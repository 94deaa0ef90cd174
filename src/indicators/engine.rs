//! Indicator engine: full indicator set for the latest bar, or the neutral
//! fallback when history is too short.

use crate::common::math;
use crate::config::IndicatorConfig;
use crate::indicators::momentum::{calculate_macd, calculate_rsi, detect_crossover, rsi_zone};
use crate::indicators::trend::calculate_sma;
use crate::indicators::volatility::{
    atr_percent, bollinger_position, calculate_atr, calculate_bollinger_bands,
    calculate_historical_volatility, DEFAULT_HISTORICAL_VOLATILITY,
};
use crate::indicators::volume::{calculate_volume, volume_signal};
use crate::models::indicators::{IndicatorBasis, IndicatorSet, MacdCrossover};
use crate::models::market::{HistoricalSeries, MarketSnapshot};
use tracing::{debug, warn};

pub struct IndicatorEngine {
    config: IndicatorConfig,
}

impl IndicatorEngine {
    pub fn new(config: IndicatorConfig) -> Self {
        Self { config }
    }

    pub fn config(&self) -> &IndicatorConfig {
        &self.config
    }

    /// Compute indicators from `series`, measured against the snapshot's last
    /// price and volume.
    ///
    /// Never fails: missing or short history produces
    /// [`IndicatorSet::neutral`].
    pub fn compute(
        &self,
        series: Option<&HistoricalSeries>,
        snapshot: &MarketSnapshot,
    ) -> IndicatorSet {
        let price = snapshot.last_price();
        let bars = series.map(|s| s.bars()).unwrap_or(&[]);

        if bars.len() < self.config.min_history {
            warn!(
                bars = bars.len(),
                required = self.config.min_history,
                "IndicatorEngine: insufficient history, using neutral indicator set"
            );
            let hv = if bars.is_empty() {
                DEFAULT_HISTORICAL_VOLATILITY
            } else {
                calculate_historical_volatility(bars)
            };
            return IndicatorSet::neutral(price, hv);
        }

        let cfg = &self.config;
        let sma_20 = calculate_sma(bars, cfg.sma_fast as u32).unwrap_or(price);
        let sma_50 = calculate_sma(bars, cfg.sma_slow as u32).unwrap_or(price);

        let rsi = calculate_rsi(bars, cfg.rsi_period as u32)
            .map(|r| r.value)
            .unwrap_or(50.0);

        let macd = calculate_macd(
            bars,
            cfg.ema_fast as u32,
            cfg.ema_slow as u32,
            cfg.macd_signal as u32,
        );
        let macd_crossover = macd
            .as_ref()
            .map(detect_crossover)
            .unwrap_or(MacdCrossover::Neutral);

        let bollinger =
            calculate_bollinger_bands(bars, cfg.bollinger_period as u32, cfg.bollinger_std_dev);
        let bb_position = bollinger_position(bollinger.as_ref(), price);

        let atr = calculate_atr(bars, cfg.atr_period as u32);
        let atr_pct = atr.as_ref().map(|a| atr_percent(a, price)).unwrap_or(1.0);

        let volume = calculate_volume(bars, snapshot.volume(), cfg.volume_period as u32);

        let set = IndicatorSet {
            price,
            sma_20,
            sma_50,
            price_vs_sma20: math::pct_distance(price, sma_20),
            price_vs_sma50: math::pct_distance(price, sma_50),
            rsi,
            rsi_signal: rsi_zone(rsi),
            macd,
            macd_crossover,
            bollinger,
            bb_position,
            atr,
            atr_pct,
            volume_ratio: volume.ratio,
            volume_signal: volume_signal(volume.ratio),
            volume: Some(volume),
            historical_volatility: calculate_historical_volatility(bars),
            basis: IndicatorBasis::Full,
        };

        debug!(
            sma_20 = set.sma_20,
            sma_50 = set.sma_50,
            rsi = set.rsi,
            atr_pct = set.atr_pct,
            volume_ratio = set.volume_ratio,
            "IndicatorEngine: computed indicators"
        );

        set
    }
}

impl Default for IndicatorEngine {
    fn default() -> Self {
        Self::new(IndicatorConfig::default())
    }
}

# REQUIREMENT
For this exercise, set down the entire listing above exactly as given.

# TASK RESPONSE
repository 94deaa0ef90cd174
filename src/indicators/engine.rs
//! Indicator engine: full indicator set for the latest bar, or the neutral
//! fallback when history is too short.

use crate::common::math;
use crate::config::IndicatorConfig;
use crate::indicators::momentum::{calculate_macd, calculate_rsi, detect_crossover, rsi_zone};
use crate::indicators::trend::calculate_sma;
use crate::indicators::volatility::{
    atr_percent, bollinger_position, calculate_atr, calculate_bollinger_bands,
    calculate_historical_volatility, DEFAULT_HISTORICAL_VOLATILITY,
};
use crate::indicators::volume::{calculate_volume, volume_signal};
use crate::models::indicators::{IndicatorBasis, IndicatorSet, MacdCrossover};
use crate::models::market::{HistoricalSeries, MarketSnapshot};
use tracing::{debug, warn};

pub struct IndicatorEngine {
    config: IndicatorConfig,
}

impl IndicatorEngine {
    pub fn new(config: IndicatorConfig) -> Self {
        Self { config }
    }

    pub fn config(&self) -> &IndicatorConfig {
        &self.config
    }

    /// Compute indicators from `series`, measured against the snapshot's last
    /// price and volume.
    ///
    /// Never fails: missing or short history produces
    /// [`IndicatorSet::neutral`].
    pub fn compute(
        &self,
        series: Option<&HistoricalSeries>,
        snapshot: &MarketSnapshot,
    ) -> IndicatorSet {
        let price = snapshot.last_price();
        let bars = series.map(|s| s.bars()).unwrap_or(&[]);

        if bars.len() < self.config.min_history {
            warn!(
                bars = bars.len(),
                required = self.config.min_history,
                "IndicatorEngine: insufficient history, using neutral indicator set"
            );
            let hv = if bars.is_empty() {
                DEFAULT_HISTORICAL_VOLATILITY
            } else {
                calculate_historical_volatility(bars)
            };
            return IndicatorSet::neutral(price, hv);
        }

        let cfg = &self.config;
        let sma_20 = calculate_sma(bars, cfg.sma_fast as u32).unwrap_or(price);
        let sma_50 = calculate_sma(bars, cfg.sma_slow as u32).unwrap_or(price);

        let rsi = calculate_rsi(bars, cfg.rsi_period as u32)
            .map(|r| r.value)
            .unwrap_or(50.0);

        let macd = calculate_macd(
            bars,
            cfg.ema_fast as u32,
            cfg.ema_slow as u32,
            cfg.macd_signal as u32,
        );
        let macd_crossover = macd
            .as_ref()
            .map(detect_crossover)
            .unwrap_or(MacdCrossover::Neutral);

        let bollinger =
            calculate_bollinger_bands(bars, cfg.bollinger_period as u32, cfg.bollinger_std_dev);
        let bb_position = bollinger_position(bollinger.as_ref(), price);

        let atr = calculate_atr(bars, cfg.atr_period as u32);
        let atr_pct = atr.as_ref().map(|a| atr_percent(a, price)).unwrap_or(1.0);

        let volume = calculate_volume(bars, snapshot.volume(), cfg.volume_period as u32);

        let set = IndicatorSet {
            price,
            sma_20,
            sma_50,
            price_vs_sma20: math::pct_distance(price, sma_20),
            price_vs_sma50: math::pct_distance(price, sma_50),
            rsi,
            rsi_signal: rsi_zone(rsi),
            macd,
            macd_crossover,
            bollinger,
            bb_position,
            atr,
            atr_pct,
            volume_ratio: volume.ratio,
            volume_signal: volume_signal(volume.ratio),
            volume: Some(volume),
            historical_volatility: calculate_historical_volatility(bars),
            basis: IndicatorBasis::Full,
        };

        debug!(
            sma_20 = set.sma_20,
            sma_50 = set.sma_50,
            rsi = set.rsi,
            atr_pct = set.atr_pct,
            volume_ratio = set.volume_ratio,
            "IndicatorEngine: computed indicators"
        );

        set
    }
}

impl Default for IndicatorEngine {
    fn default() -> Self {
        Self::new(IndicatorConfig::default())
    }
}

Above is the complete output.